La cohabitation explosive entre les éleveurs peuls et le Parc National de Noé
Dans le département du Mayo-Binder au Tchad, une guerre silencieuse oppose depuis des années les communautés peules au Parc National de Noé. Ce sanctuaire de biodiversité, vital pour la faune sauvage, est devenu le cœur d’un conflit aux ramifications complexes entre conservation environnementale et survie des populations locales.
Binder : une terre peule en mutation
Ancienne chefferie musulmane fondée entre le XVIIe et XIXe siècle, Binder est aujourd’hui un canton dirigé par un Lamido (sultan peul). Sa population, majoritairement fulbé, vit traditionnellement de l’agriculture et de l’élevage transhumant.

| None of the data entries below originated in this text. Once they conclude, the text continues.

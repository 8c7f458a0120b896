//! Graph export against a compilation session.

use std::io::Write;
use std::path::{Path, PathBuf};

use scriptc_core::SourceId;
use scriptc_session::{CompilationSession, CompilerPipeline};

use crate::description::GraphProducer;
use crate::dot::to_dot;
use crate::error::{ExportError, RenderError};
use crate::render::Renderer;

/// Writes the graph of a source's latest successful compile as DOT, and
/// optionally renders it to an image.
///
/// The exporter only reads the session; it never triggers a compile.
#[derive(Debug, Clone)]
pub struct GraphExporter<G> {
    producer: G,
    renderer: Renderer,
}

impl<G> GraphExporter<G> {
    /// Exporter using the default renderer (`dot`).
    pub fn new(producer: G) -> Self {
        Self::with_renderer(producer, Renderer::default())
    }

    pub fn with_renderer(producer: G, renderer: Renderer) -> Self {
        GraphExporter { producer, renderer }
    }

    pub fn producer(&self) -> &G {
        &self.producer
    }

    pub fn renderer(&self) -> &Renderer {
        &self.renderer
    }

    /// Writes the DOT description of `source_id`'s artifact to `output_path`.
    ///
    /// The whole document is built in memory and then swapped into place, so
    /// `output_path` either keeps its previous content or holds the complete
    /// new graph.
    pub fn export_graph<P>(
        &self,
        session: &CompilationSession<P>,
        source_id: &SourceId,
        output_path: &Path,
    ) -> Result<(), ExportError>
    where
        P: CompilerPipeline,
        G: GraphProducer<P::Artifact>,
    {
        let artifact = match session.artifact(source_id) {
            Some(artifact) => artifact,
            None if session.has_result(source_id) => {
                tracing::warn!(source = %source_id, "export requested after a failed compile");
                return Err(ExportError::NoArtifact(source_id.clone()));
            }
            None => {
                tracing::warn!(source = %source_id, "export requested before any compile");
                return Err(ExportError::NoPriorResult(source_id.clone()));
            }
        };

        let graph = self
            .producer
            .produce_graph(&*artifact)
            .map_err(|source| ExportError::PipelineFailure {
                source_id: source_id.clone(),
                source,
            })?;

        let dot = to_dot(&graph);
        write_atomically(output_path, dot.as_bytes())?;
        tracing::info!(
            source = %source_id,
            path = %output_path.display(),
            nodes = graph.node_count(),
            edges = graph.edge_count(),
            "exported graph"
        );
        Ok(())
    }

    /// Exports to `temp_path`, then renders the image next to it with the
    /// extension replaced by `image_format`. Returns the image path.
    ///
    /// A `temp_path` that already carries the image extension is rejected
    /// before anything is written, since the image would overwrite its input.
    pub fn export_and_render<P>(
        &self,
        session: &CompilationSession<P>,
        source_id: &SourceId,
        temp_path: &Path,
        image_format: &str,
    ) -> Result<PathBuf, RenderError>
    where
        P: CompilerPipeline,
        G: GraphProducer<P::Artifact>,
    {
        Renderer::check_format(image_format)?;
        let collides = temp_path
            .extension()
            .is_some_and(|ext| ext.eq_ignore_ascii_case(image_format));
        if collides {
            return Err(RenderError::OutputOverwritesInput(temp_path.to_path_buf()));
        }
        self.export_graph(session, source_id, temp_path)?;

        let image_path = temp_path.with_extension(image_format);
        self.renderer.render(temp_path, &image_path, image_format)?;
        Ok(image_path)
    }
}

fn write_atomically(path: &Path, bytes: &[u8]) -> Result<(), ExportError> {
    let write_failure = |source: std::io::Error| ExportError::WriteFailure {
        path: path.to_path_buf(),
        source,
    };

    let dir = match path.parent() {
        Some(parent) if !parent.as_os_str().is_empty() => parent,
        _ => Path::new("."),
    };

    let mut tmp = tempfile::Builder::new()
        .prefix(".scriptc-export-")
        .tempfile_in(dir)
        .map_err(write_failure)?;
    tmp.write_all(bytes).map_err(write_failure)?;
    tmp.as_file().sync_all().map_err(write_failure)?;
    tmp.persist(path).map_err(|e| write_failure(e.error))?;
    Ok(())
}
//! Core error types for scriptc-core.
//!
//! Uses `thiserror` for structured, matchable variants. Both variants are
//! caller or collaborator mistakes; a failed compilation is never an error
//! here, it is data stored in a [`DiagnosticSet`](crate::DiagnosticSet).

use thiserror::Error;

/// Errors produced by the diagnostics data model.
#[derive(Debug, Clone, PartialEq, Eq, Error)]
pub enum CoreError {
    /// A source range had a zero coordinate or ended before it started.
    #[error(
        "invalid source range {start_line}:{start_column}-{end_line}:{end_column}: {reason}"
    )]
    InvalidRange {
        start_line: u32,
        start_column: u32,
        end_line: u32,
        end_column: u32,
        reason: &'static str,
    },

    /// `set_active` was called with an index outside `[0, len)`.
    #[error("selection index {index} out of range for {len} diagnostic(s)")]
    SelectionIndexOutOfRange { index: usize, len: usize },
}
//! Ordered diagnostic collection with derived counts and an active selection.
//!
//! [`DiagnosticSet`] keeps messages in the order the pipeline emitted them.
//! The error and warning counts are maintained on every push rather than
//! recomputed, so [`DiagnosticSet::counts`] is O(1). The active index is
//! `None` whenever the set is empty; when it is `Some(i)`, `i < len`.

use serde::Serialize;

use crate::diagnostic::{DiagnosticMessage, Severity};
use crate::error::CoreError;

/// The diagnostics produced by one compilation.
#[derive(Debug, Clone, Default, PartialEq, Eq, Serialize)]
pub struct DiagnosticSet {
    messages: Vec<DiagnosticMessage>,
    active: Option<usize>,
    error_count: usize,
    warning_count: usize,
}

impl DiagnosticSet {
    pub fn new() -> Self {
        Self::default()
    }

    /// Builds a set from messages in emission order.
    pub fn from_messages(messages: impl IntoIterator<Item = DiagnosticMessage>) -> Self {
        messages.into_iter().collect()
    }

    /// Appends a message, keeping counts consistent.
    pub fn push(&mut self, message: DiagnosticMessage) {
        match message.severity {
            Severity::Error => self.error_count += 1,
            Severity::Warning => self.warning_count += 1,
            Severity::Info => {}
        }
        self.messages.push(message);
    }

    pub fn len(&self) -> usize {
        self.messages.len()
    }

    pub fn is_empty(&self) -> bool {
        self.messages.is_empty()
    }

    pub fn messages(&self) -> &[DiagnosticMessage] {
        &self.messages
    }

    pub fn get(&self, index: usize) -> Option<&DiagnosticMessage> {
        self.messages.get(index)
    }

    pub fn iter(&self) -> std::slice::Iter<'_, DiagnosticMessage> {
        self.messages.iter()
    }

    /// `(error_count, warning_count)`.
    pub fn counts(&self) -> (usize, usize) {
        (self.error_count, self.warning_count)
    }

    pub fn error_count(&self) -> usize {
        self.error_count
    }

    pub fn warning_count(&self) -> usize {
        self.warning_count
    }

    pub fn info_count(&self) -> usize {
        self.messages.len() - self.error_count - self.warning_count
    }

    pub fn has_errors(&self) -> bool {
        self.error_count > 0
    }

    pub fn active_index(&self) -> Option<usize> {
        self.active
    }

    /// The currently selected message, if any.
    pub fn active(&self) -> Option<&DiagnosticMessage> {
        self.active.and_then(|i| self.messages.get(i))
    }

    /// Selects the message at `index`.
    ///
    /// On an empty set or an out-of-range index the active selection is left
    /// as it was and [`CoreError::SelectionIndexOutOfRange`] is returned.
    pub fn set_active(&mut self, index: usize) -> Result<&DiagnosticMessage, CoreError> {
        if index >= self.messages.len() {
            return Err(CoreError::SelectionIndexOutOfRange {
                index,
                len: self.messages.len(),
            });
        }
        self.active = Some(index);
        Ok(&self.messages[index])
    }

    pub fn clear_active(&mut self) {
        self.active = None;
    }

    /// Index of the first message whose range contains a 1-based cursor
    /// position.
    pub fn index_at(&self, line: u32, column: u32) -> Option<usize> {
        self.messages
            .iter()
            .position(|m| m.range.contains(line, column))
    }
}

impl FromIterator<DiagnosticMessage> for DiagnosticSet {
    fn from_iter<I: IntoIterator<Item = DiagnosticMessage>>(iter: I) -> Self {
        let mut set = DiagnosticSet::new();
        for message in iter {
            set.push(message);
        }
        set
    }
}

impl<'a> IntoIterator for &'a DiagnosticSet {
    type Item = &'a DiagnosticMessage;
    type IntoIter = std::slice::Iter<'a, DiagnosticMessage>;

    fn into_iter(self) -> Self::IntoIter {
        self.messages.iter()
    }
}
//! Name resolution and lint warnings over a parsed script.

use std::collections::HashSet;

use scriptc_core::Severity;
use scriptc_session::PipelineMessage;

use crate::program::{BinOp, Expr, Span, Statement, StatementKind};

fn message(severity: Severity, text: String, line: u32, span: Span) -> PipelineMessage {
    PipelineMessage::on_line(severity, text, line, span.col, span.width)
}

/// Checks statements in source order. A `let` binds its name only after
/// its own value has been checked, so `let x = x` reads an earlier `x`.
pub fn check(statements: &[Statement]) -> Vec<PipelineMessage> {
    let mut bound: HashSet<&str> = HashSet::new();
    let mut out = Vec::new();

    for stmt in statements {
        if let StatementKind::Let {
            name, name_span, ..
        } = &stmt.kind
        {
            if bound.contains(name.as_str()) {
                out.push(message(
                    Severity::Warning,
                    format!("'{name}' shadows an earlier binding"),
                    stmt.line,
                    *name_span,
                ));
            }
        }

        check_expr(stmt.value(), stmt.line, &bound, &mut out);

        if let Some(name) = stmt.binds() {
            bound.insert(name);
        }
    }
    out
}

fn check_expr(expr: &Expr, line: u32, bound: &HashSet<&str>, out: &mut Vec<PipelineMessage>) {
    match expr {
        Expr::Int { .. } => {}
        Expr::Name { name, span } => {
            if !bound.contains(name.as_str()) {
                out.push(message(
                    Severity::Error,
                    format!("undefined name '{name}'"),
                    line,
                    *span,
                ));
            }
        }
        Expr::Neg(inner) => check_expr(inner, line, bound, out),
        Expr::Binary { op, lhs, rhs } => {
            check_expr(lhs, line, bound, out);
            check_expr(rhs, line, bound, out);
            if let (BinOp::Div, Expr::Int { value: 0, span }) = (op, rhs.as_ref()) {
                out.push(message(
                    Severity::Warning,
                    "division by literal zero".to_string(),
                    line,
                    *span,
                ));
            }
        }
    }
}
//! External graph renderer invocation.
//!
//! The renderer is run as
//! `<program> [leading args...] -T<format> <input> -o <output>`, which is
//! Graphviz `dot`'s command line. Leading arguments let a wrapper (for
//! example `sh -c '...'`) stand in for `dot`.

use std::path::{Path, PathBuf};
use std::process::{Command, Stdio};

use crate::error::RenderError;

/// Renderer program used when none is configured.
pub const DEFAULT_RENDERER: &str = "dot";

/// Image formats the renderer is asked to produce.
pub const SUPPORTED_FORMATS: &[&str] = &["png", "svg", "pdf", "jpg", "jpeg", "gif", "bmp"];

/// A configured renderer subprocess.
#[derive(Debug, Clone, PartialEq, Eq)]
pub struct Renderer {
    program: PathBuf,
    leading_args: Vec<String>,
}

impl Default for Renderer {
    fn default() -> Self {
        Renderer::new(DEFAULT_RENDERER)
    }
}

impl Renderer {
    pub fn new(program: impl Into<PathBuf>) -> Self {
        Renderer {
            program: program.into(),
            leading_args: Vec::new(),
        }
    }

    /// Arguments passed before the `-T<format>` flag.
    pub fn with_leading_args<I, S>(mut self, args: I) -> Self
    where
        I: IntoIterator<Item = S>,
        S: Into<String>,
    {
        self.leading_args = args.into_iter().map(Into::into).collect();
        self
    }

    pub fn program(&self) -> &Path {
        &self.program
    }

    pub fn leading_args(&self) -> &[String] {
        &self.leading_args
    }

    pub fn is_supported_format(format: &str) -> bool {
        SUPPORTED_FORMATS.contains(&format)
    }

    pub fn check_format(format: &str) -> Result<(), RenderError> {
        if Self::is_supported_format(format) {
            Ok(())
        } else {
            Err(RenderError::UnsupportedFormat(format.to_string()))
        }
    }

    /// Renders the DOT file at `input` into `output`.
    ///
    /// Success means the renderer exited zero and left a non-empty file at
    /// `output`. A file already at `output` is removed first so a renderer
    /// that silently writes nothing cannot pass off a stale image.
    pub fn render(&self, input: &Path, output: &Path, format: &str) -> Result<(), RenderError> {
        Self::check_format(format)?;

        if let Err(err) = std::fs::remove_file(output) {
            if err.kind() != std::io::ErrorKind::NotFound {
                return Err(RenderError::ImageLoadFailure {
                    path: output.to_path_buf(),
                    reason: format!("could not clear previous output: {err}"),
                });
            }
        }

        tracing::debug!(
            program = %self.program.display(),
            input = %input.display(),
            output = %output.display(),
            format,
            "invoking graph renderer"
        );

        let result = Command::new(&self.program)
            .args(&self.leading_args)
            .arg(format!("-T{format}"))
            .arg(input)
            .arg("-o")
            .arg(output)
            .stdin(Stdio::null())
            .output()
            .map_err(|source| {
                tracing::warn!(program = %self.program.display(), error = %source, "renderer not launchable");
                RenderError::RendererMissing {
                    program: self.program.clone(),
                    source,
                }
            })?;

        if !result.status.success() {
            let stderr = String::from_utf8_lossy(&result.stderr).trim().to_string();
            tracing::warn!(code = ?result.status.code(), %stderr, "renderer failed");
            return Err(RenderError::RendererNonZeroExit {
                code: result.status.code(),
                stderr,
            });
        }

        match std::fs::metadata(output) {
            Ok(meta) if meta.len() > 0 => {
                tracing::info!(output = %output.display(), bytes = meta.len(), "rendered graph image");
                Ok(())
            }
            Ok(_) => Err(RenderError::ImageLoadFailure {
                path: output.to_path_buf(),
                reason: "renderer produced an empty file".to_string(),
            }),
            Err(err) => Err(RenderError::ImageLoadFailure {
                path: output.to_path_buf(),
                reason: err.to_string(),
            }),
        }
    }
}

L’installation du parc national a bouleversé cet équilibre ancestral. « Nous sommes pris entre l’enclume et le marteau », résume un notable local. Les points d’eau et pâturages du parc, essentiels à la faune, sont aussi convoités par les éleveurs dont les troupeaux souffrent de maladies récurrentes liées au surpâturage.
Éléphants vs agriculture : une crise alimentaire en vue
« Les éléphants ont saccagé mon champ de mil. Il ne me reste rien pour nourrir ma famille », se désole Moustapha, agriculteur à Binder. Son cas n’est pas isolé :
150 000 FCFA : investissement moyen perdu par champ détruit
30 sacs de récolte réduits à néant en une nuit
Aucune indemnisation effective malgré les plaintes
« J’ai abandonné mon champ de maïs après sa destruction. En tant que préfet, je ne sais même pas à qui porter plainte », confie l’administrateur du département, lui-même victime.
La colère gronde
Devant la sous-préfecture, la tension est palpable :
« Nous sommes fatigués des promesses ! », s’emporte Hamadou. « À chaque fois qu’on enregistre nos plaintes, rien ne change ! »
L’ONG Noé, gestionnaire du parc, se dit incapable d’indemniser tous les dégâts. Pendant ce temps, les éleveurs dénoncent des amendes abusives (12 500 FCFA par tête de bétail) lorsqu’ils pénètrent dans le parc pour chercher du fourrage.
Mémoire et mobilité : racines du conflit
Oumarou, 96 ans, se souvient : « J’ai vu mon premier éléphant il y a 52 ans près de Kagay. Aujourd’hui, ils viennent dans nos champs. »
Cette modification des comportements animaux s’explique par :
La mobilité intra-parc (recherche de nourriture/eau) et l’expansion hors parc due à la réduction de leur habitat
Exode imminent ?
Face à l’inaction des autorités, des habitants menacent : « Si cela continue, nous irons au Cameroun. » Un cri d’alarme qui interpelle sur l’urgence de :
- Mettre en place des clôtures électriques
- Créer des couloirs de transhumance
- Établir un fonds d’indemnisation transparent
- Impliquer les communautés dans la gestion du parc
Il est donc impératif de trouver l’équilibre entre protection de la biodiversité et droits des populations, avant que cette crise ne dégénère en catastrophe humanitaire.